● **Dataset entries**
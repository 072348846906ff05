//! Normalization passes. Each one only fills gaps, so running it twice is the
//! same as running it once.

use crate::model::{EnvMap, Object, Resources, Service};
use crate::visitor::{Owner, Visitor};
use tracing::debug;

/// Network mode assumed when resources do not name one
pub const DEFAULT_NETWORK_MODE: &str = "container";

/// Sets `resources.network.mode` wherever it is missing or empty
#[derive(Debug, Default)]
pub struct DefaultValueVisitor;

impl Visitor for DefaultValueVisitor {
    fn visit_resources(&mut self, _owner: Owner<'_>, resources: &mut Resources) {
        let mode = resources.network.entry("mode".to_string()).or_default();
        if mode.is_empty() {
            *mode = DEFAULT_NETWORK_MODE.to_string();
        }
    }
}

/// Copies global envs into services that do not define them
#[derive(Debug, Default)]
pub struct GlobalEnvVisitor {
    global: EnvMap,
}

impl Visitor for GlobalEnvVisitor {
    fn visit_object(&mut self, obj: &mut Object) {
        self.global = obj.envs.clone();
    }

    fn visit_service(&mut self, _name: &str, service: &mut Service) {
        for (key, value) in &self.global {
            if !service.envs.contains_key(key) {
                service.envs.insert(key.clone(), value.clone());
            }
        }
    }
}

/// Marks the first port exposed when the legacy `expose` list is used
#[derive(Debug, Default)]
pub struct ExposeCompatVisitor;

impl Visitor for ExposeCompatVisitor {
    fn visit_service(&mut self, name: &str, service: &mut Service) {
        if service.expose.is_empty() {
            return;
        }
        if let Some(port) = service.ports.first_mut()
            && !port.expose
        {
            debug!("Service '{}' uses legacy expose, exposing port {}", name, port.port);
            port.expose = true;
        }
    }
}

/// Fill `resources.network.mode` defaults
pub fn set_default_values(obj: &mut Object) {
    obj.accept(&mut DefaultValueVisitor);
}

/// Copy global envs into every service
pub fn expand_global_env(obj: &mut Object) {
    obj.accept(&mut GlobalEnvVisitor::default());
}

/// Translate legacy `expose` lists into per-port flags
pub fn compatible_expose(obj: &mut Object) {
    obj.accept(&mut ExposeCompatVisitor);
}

==

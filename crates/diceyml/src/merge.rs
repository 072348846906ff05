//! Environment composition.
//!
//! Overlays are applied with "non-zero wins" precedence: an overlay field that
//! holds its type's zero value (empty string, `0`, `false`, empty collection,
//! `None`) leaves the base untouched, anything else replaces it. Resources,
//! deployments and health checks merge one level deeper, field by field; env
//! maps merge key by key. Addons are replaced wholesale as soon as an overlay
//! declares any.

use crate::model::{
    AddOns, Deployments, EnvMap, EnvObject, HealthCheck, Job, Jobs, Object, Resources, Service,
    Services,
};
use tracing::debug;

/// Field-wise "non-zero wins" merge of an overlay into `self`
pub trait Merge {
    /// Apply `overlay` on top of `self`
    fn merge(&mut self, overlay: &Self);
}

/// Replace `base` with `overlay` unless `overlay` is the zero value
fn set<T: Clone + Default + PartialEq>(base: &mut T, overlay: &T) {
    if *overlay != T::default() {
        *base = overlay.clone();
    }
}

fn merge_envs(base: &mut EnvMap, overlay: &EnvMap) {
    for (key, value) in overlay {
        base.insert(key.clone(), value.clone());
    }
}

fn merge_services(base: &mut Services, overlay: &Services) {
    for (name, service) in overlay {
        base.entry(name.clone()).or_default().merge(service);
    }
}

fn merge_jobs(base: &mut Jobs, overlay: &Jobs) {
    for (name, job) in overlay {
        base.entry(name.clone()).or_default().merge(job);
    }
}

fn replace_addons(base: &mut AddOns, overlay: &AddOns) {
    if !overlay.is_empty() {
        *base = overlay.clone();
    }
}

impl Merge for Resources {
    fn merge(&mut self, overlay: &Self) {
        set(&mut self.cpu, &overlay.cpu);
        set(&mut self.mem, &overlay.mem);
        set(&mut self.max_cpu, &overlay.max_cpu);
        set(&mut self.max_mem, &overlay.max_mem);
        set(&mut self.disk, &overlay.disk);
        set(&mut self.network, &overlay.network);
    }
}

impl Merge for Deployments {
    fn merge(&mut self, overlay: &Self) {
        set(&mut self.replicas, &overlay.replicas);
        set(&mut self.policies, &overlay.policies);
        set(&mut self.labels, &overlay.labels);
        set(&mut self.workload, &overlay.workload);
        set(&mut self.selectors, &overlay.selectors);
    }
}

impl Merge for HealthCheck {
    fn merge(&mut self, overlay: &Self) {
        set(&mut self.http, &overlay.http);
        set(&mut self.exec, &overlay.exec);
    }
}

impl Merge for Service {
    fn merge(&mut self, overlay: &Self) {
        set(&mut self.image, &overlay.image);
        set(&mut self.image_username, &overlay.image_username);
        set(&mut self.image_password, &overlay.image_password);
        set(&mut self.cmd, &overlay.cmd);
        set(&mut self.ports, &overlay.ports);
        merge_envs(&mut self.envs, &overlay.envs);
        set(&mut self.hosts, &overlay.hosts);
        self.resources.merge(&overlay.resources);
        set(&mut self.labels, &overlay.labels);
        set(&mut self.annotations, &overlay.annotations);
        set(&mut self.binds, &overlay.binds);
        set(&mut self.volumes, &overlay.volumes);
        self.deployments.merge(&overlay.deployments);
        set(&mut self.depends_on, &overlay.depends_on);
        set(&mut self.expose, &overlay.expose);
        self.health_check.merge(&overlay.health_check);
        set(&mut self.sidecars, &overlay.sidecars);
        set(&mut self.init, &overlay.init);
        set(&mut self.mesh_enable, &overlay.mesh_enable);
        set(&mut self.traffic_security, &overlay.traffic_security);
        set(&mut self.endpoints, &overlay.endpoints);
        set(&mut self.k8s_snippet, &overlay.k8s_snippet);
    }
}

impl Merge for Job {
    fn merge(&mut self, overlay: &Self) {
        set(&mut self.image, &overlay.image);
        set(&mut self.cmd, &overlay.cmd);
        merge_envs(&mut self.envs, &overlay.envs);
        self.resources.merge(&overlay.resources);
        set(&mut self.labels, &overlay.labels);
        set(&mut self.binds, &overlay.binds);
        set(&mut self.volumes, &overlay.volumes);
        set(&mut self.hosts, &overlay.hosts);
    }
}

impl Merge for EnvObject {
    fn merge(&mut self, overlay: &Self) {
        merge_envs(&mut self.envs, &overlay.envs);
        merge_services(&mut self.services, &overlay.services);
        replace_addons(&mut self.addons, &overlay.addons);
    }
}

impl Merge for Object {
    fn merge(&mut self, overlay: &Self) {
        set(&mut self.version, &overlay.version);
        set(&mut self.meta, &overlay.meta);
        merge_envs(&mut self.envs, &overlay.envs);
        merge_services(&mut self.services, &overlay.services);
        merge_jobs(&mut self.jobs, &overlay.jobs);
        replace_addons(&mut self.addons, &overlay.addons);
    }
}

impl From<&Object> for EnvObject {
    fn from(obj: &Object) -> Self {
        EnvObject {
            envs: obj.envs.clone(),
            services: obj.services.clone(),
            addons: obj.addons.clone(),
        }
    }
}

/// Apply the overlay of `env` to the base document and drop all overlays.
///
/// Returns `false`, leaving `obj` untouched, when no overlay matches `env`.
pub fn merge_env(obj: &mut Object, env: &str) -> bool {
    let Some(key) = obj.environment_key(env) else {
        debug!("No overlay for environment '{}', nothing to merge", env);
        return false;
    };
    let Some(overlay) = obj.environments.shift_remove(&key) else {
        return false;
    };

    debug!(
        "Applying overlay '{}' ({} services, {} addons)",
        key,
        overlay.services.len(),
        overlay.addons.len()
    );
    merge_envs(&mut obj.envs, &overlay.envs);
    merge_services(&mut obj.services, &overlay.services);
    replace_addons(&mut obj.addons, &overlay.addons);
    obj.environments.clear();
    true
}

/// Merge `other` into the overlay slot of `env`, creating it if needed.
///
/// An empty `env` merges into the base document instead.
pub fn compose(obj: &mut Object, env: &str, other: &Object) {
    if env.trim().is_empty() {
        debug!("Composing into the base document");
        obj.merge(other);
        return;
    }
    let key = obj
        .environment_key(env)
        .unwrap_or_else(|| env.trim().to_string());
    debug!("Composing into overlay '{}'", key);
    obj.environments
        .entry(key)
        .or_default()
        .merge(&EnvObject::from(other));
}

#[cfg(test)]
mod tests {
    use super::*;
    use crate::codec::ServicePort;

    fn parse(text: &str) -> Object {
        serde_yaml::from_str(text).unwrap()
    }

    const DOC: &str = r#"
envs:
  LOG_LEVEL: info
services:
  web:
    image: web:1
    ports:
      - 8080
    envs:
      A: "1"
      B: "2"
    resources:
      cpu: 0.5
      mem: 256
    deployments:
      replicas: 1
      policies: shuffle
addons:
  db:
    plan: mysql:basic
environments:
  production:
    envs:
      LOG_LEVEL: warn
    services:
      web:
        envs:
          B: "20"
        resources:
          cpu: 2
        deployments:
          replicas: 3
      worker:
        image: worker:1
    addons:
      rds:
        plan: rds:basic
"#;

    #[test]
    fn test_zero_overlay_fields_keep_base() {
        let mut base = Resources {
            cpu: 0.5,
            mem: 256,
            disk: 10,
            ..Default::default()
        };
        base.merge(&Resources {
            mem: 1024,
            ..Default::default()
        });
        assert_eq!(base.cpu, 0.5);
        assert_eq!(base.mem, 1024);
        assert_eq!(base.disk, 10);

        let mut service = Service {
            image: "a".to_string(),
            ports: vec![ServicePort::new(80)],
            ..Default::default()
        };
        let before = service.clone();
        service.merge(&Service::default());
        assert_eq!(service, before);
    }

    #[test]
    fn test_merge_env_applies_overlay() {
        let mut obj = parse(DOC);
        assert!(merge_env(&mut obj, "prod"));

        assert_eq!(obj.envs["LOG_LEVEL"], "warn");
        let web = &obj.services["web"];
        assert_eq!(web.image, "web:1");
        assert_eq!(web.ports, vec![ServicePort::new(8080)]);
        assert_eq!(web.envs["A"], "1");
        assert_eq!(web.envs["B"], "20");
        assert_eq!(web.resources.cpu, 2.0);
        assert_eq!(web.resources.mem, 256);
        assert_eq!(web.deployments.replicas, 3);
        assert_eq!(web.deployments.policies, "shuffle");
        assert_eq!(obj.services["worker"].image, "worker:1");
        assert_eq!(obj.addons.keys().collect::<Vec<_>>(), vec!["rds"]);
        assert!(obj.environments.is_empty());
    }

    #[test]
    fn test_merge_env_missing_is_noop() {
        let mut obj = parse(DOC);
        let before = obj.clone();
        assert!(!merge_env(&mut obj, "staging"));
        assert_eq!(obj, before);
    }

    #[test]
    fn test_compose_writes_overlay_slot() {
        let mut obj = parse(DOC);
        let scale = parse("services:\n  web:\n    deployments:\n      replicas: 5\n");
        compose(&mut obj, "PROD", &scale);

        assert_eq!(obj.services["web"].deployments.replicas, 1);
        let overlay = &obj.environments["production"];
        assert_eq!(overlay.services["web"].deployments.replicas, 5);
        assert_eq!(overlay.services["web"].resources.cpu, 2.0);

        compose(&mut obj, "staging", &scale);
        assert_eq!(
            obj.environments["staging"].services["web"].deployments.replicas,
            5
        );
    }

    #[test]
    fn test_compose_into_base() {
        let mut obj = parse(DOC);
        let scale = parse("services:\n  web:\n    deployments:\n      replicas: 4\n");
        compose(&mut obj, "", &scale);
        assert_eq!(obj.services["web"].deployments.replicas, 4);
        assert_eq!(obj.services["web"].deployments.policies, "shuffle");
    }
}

● **Instructions to follow**
With "EnvMap" as the search string, filter the records and return each line that has it.

● **Task output**
use crate::model::{EnvMap, Object, Resources, Service};
    global: EnvMap,
    AddOns, Deployments, EnvMap, EnvObject, HealthCheck, Job, Jobs, Object, Resources, Service,
fn merge_envs(base: &mut EnvMap, overlay: &EnvMap) {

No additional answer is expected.